As an undergraduate, he twice won the national intercollegiate tennis doubles championship and was captain of the tennis team his senior year. He was elected to Phi Beta Kappa and graduated with honors. After graduation, he began work as a bond salesman and built up a sizeable fortune as a partner in the Wall Street firm of Dillon, Read & Co. He was later Chairman of the Board of the Empire Trust Company and Honorary Chairman of the Bank of New York.
Dean Mathey came to live in Princeton in 1927, remodeling an old farmhouse on the property of the Drumthwacket estate (now home of New Jersey's governor) on Stockton Street.
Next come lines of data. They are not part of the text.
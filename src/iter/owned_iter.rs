use std::iter::FusedIterator;

use slab::Slab;

use crate::node::Node;

/// An iterator of owned key/value pairs as the underlying tree `into_iter()`
/// impl.
///
/// Nodes are freed as they are yielded, so the walk keeps an explicit stack
/// rather than following parent links back into freed nodes.
#[derive(Debug)]
pub struct IntoIter<K, V> {
    nodes: Slab<Node<K, V>>,
    stack: Vec<usize>,
}

impl<K, V> IntoIter<K, V> {
    pub(crate) fn new(nodes: Slab<Node<K, V>>, root: Option<usize>) -> Self {
        let mut this = Self {
            nodes,
            stack: vec![],
        };

        // Descend down the left side of the tree.
        if let Some(root) = root {
            this.push_subtree(root);
        }

        this
    }

    fn push_subtree(&mut self, subtree_root: usize) {
        let mut ptr = Some(subtree_root);

        while let Some(v) = ptr {
            self.stack.push(v);
            ptr = self.nodes[v].left;
        }
    }
}

impl<K, V> Iterator for IntoIter<K, V> {
    type Item = (K, V);

    fn next(&mut self) -> Option<Self::Item> {
        let v = self.nodes.remove(self.stack.pop()?);

        // Descend down the left side of the right hand child of this node, if
        // any.
        if let Some(right) = v.right {
            self.push_subtree(right);
        }

        Some(v.into_tuple())
    }

    fn size_hint(&self) -> (usize, Option<usize>) {
        (self.nodes.len(), Some(self.nodes.len()))
    }
}

impl<K, V> ExactSizeIterator for IntoIter<K, V> {}

impl<K, V> FusedIterator for IntoIter<K, V> {}
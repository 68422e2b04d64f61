use criterion::{measurement::Measurement, BenchmarkGroup, BenchmarkId, Criterion, Throughput};
use redblack::{RbMap, RbTree};

use crate::Lfsr;

#[derive(Debug, Clone, Copy)]
struct BenchName {
    bench: &'static str,
    n_values: usize,
}

impl From<BenchName> for BenchmarkId {
    fn from(v: BenchName) -> Self {
        Self::new(format!("{}/n_values", v.bench), v.n_values)
    }
}

pub(super) fn bench(c: &mut Criterion) {
    let mut g = c.benchmark_group("insert");

    for n_values in [1, 100, 1_000, 10_000] {
        bench_param(&mut g, n_values)
    }
}

/// Measure the time needed to insert `n_values` number of randomly generated
/// keys into an empty tree, and into an empty map.
fn bench_param<M>(g: &mut BenchmarkGroup<'_, M>, n_values: usize)
where
    M: Measurement,
{
    let bench_name = BenchName {
        bench: "tree",
        n_values,
    };
    g.throughput(Throughput::Elements(n_values as _)); // Keys inserted per second
    g.bench_function(BenchmarkId::from(bench_name), |b| {
        b.iter_batched(
            || (RbTree::with_capacity(n_values), Lfsr::default()),
            |(mut t, mut rand)| {
                for _i in 0..n_values {
                    t.insert(rand.next(), 42_usize);
                }
                t
            },
            criterion::BatchSize::PerIteration,
        );
    });

    // Sequential keys drive the rebalancing down the same spine on every
    // insert.
    let bench_name = BenchName {
        bench: "tree_ascending",
        n_values,
    };
    g.throughput(Throughput::Elements(n_values as _));
    g.bench_function(BenchmarkId::from(bench_name), |b| {
        b.iter_batched(
            || RbTree::with_capacity(n_values),
            |mut t| {
                for v in 0..n_values {
                    t.insert(v, 42_usize);
                }
                t
            },
            criterion::BatchSize::PerIteration,
        );
    });

    let bench_name = BenchName {
        bench: "map",
        n_values,
    };
    g.throughput(Throughput::Elements(n_values as _));
    g.bench_function(BenchmarkId::from(bench_name), |b| {
        b.iter_batched(
            || (RbMap::new(), Lfsr::default()),
            |(mut m, mut rand)| {
                for _i in 0..n_values {
                    m.insert(rand.next(), 42_usize);
                }
                m
            },
            criterion::BatchSize::PerIteration,
        );
    });
}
He was an alumni trustee of the University from 1927 to 1931, charter trustee from 1931 to 1960, and trustee emeritus from 1960 until his death; he served at various times on every one of the board's nine standing committees including 34 years on the Committee of Grounds and Buildings, serving as chairman from 1942 to 1949.

According to Christopher Knowlton (Fortune magazine , Oct. 26, 1987), Dean Mathey's actions as chairman of Princeton University's investment committee twice helped preserve Princeton's endowment: prior to the great Crash of 1929, when he moved the endowment from stocks into bonds; and midway through WWII, when he sold off 80% of the university's bonds and replaced them with common stock holdings. In each case, Knowlton judges it to have been an "exquisitely timed maneuver" that greatly augmented the endowment. In reply to critics of his actions in the 1940s, he is said to have replied: "The only true test of conservatism is to be right in the future."
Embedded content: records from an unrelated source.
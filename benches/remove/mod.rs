use criterion::{measurement::Measurement, BenchmarkGroup, BenchmarkId, Criterion, Throughput};
use redblack::RbTree;

use crate::Lfsr;

#[derive(Debug, Clone, Copy)]
struct BenchName {
    n_values: usize,
}

impl From<BenchName> for BenchmarkId {
    fn from(v: BenchName) -> Self {
        Self::new("n_values", v.n_values)
    }
}

pub(super) fn bench(c: &mut Criterion) {
    let mut g = c.benchmark_group("remove");

    for n_values in [100, 1_000, 10_000] {
        bench_param(&mut g, n_values)
    }
}

/// Measure the time needed to remove all `n_values` keys from a tree, in the
/// same random order they were inserted.
fn bench_param<M>(g: &mut BenchmarkGroup<'_, M>, n_values: usize)
where
    M: Measurement,
{
    let mut rand = Lfsr::default();
    let mut t = RbTree::with_capacity(n_values);
    for _i in 0..n_values {
        t.insert(rand.next(), 42_usize);
    }

    let bench_name = BenchName { n_values };
    g.throughput(Throughput::Elements(n_values as _)); // Keys removed per second
    g.bench_function(BenchmarkId::from(bench_name), |b| {
        b.iter_batched(
            || (t.clone(), Lfsr::default()),
            |(mut t, mut rand)| {
                for _i in 0..n_values {
                    let got = t.remove_key(&rand.next());
                    assert!(got.is_some());
                }
                assert!(t.is_empty());
            },
            criterion::BatchSize::LargeInput,
        );
    });
}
In Dean Mathey’s book of Princeton reminiscences, Men and Gothic Towers (1967), he recalled spending a night in Blair Hall, prior to becoming a student at Princeton, and hearing students singing on a "lovely starlit May evening" next to Nassau Hall and enjoying the "medley of sentiment, humor, loyalty to Alma Mater and the nation" that their songs captured. The high school tennis star was struck by "Blair Arch with its spectacular steps, the clock in the tower and the dormitories! Just to think I might some day be living in rooms like these! It seemed then it might be like a knight living in a feudal castle at King Arthur's Court..." (Sources: Alexander Leitch, ed. A Princeton Companion, pg. 320-321; and Dean Mathey, Men and Gothic Towers [Princeton, 1967], p. 3)
The Mathey College Shield

According to “James Wolf Heraldry,” the Mathey family coat of arms (in its French version) was a silver shield with a red saltire (a heraldic red, not burgundy), containing 5 gold bezants. It is made in the form of a St. Andrew's cross, or the letter X. Its breadth should be one-third of the field. The saltire is also popular in Scottish heraldry (there appears to be a Scottish branch of the Mathey family, with its own coat of arms). It is supposed to have been introduced into English heraldry by the Crusaders, who had received the gold coin while in the East.
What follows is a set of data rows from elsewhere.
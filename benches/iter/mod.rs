use std::hint::black_box;

use criterion::{measurement::Measurement, BenchmarkGroup, BenchmarkId, Criterion, Throughput};
use redblack::RbTree;

use crate::Lfsr;

#[derive(Debug)]
struct BenchName {
    bench_name: &'static str,
    n_values: usize,
}

impl From<BenchName> for BenchmarkId {
    fn from(v: BenchName) -> Self {
        Self::new(format!("{}/n_values", v.bench_name), v.n_values)
    }
}

pub(super) fn bench(c: &mut Criterion) {
    let mut g = c.benchmark_group("iter");

    for n_values in [1, 100, 1_000, 10_000] {
        bench_param(&mut g, n_values)
    }
}

fn bench_param<M>(g: &mut BenchmarkGroup<'_, M>, n_values: usize)
where
    M: Measurement,
{
    // Generate the tree.
    let mut rand = Lfsr::default();
    let mut t = RbTree::with_capacity(n_values);

    for _i in 0..n_values {
        t.insert(rand.next(), 42_usize);
    }

    bench_iter(n_values, g, &t);
    bench_iter_rev(n_values, g, &t);
    bench_lower_bound(n_values, g, &t);
    bench_upper_bound(n_values, g, &t);
}

fn bench_iter<M>(n_values: usize, g: &mut BenchmarkGroup<'_, M>, t: &RbTree<u16, usize>)
where
    M: Measurement,
{
    let bench_name = BenchName {
        n_values,
        bench_name: "iter",
    };

    g.throughput(Throughput::Elements(n_values as _));
    // Values per second
    g.bench_function(BenchmarkId::from(bench_name), |b| {
        b.iter(|| {
            for v in t.iter() {
                black_box(v);
            }
        })
    });
}

fn bench_iter_rev<M>(n_values: usize, g: &mut BenchmarkGroup<'_, M>, t: &RbTree<u16, usize>)
where
    M: Measurement,
{
    let bench_name = BenchName {
        n_values,
        bench_name: "iter_rev",
    };

    g.throughput(Throughput::Elements(n_values as _));
    g.bench_function(BenchmarkId::from(bench_name), |b| {
        b.iter(|| {
            for v in t.iter().rev() {
                black_box(v);
            }
        })
    });
}

/// Generate a benchmark that positions a cursor with the named bound query,
/// then walks it to the end of the tree.
macro_rules! bound_bench {
    (
        $name:ident
    ) => {
        paste::paste! {
            fn [<bench_ $name>]<M>(n_values: usize, g: &mut BenchmarkGroup<'_, M>, t: &RbTree<u16, usize>)
            where
                M: Measurement,
            {
                let bench_name = BenchName {
                    n_values,
                    bench_name: stringify!($name),
                };

                g.throughput(Throughput::Elements(n_values as _));
                g.bench_function(BenchmarkId::from(bench_name), |b| {
                    b.iter(|| {
                        let mut cursor = t.[<cursor_ $name>](&(u16::MAX / 2));
                        while let Some(v) = cursor.key_value() {
                            black_box(v);
                            cursor.move_next();
                        }
                    })
                });
            }
        }
    }
}

bound_bench!(lower_bound);
bound_bench!(upper_bound);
The current Mathey shield was designed by a Princeton alumnus, Brody Neuenschwander (GS – ’81) in the early 1980s, at the time of the establishment of the five initial residential colleges and then updated by the Office of Communications in 2007, in preparation for the opening of Whitman College (and the designing of a sixth residential college shield).
The year 2007 was also the moment when Mathey became a four-year college. Prior to then, from 1982 to the spring of 2007, Mathey College had typically housed about five hundred first year and second years, with two hundred and fifty students in each class. In the fall of 2007, however, Mathey College became a four-year residential college, and thus home for approximately two hundred first-year students, two hundred sophomores, and one hundred and forty juniors and seniors.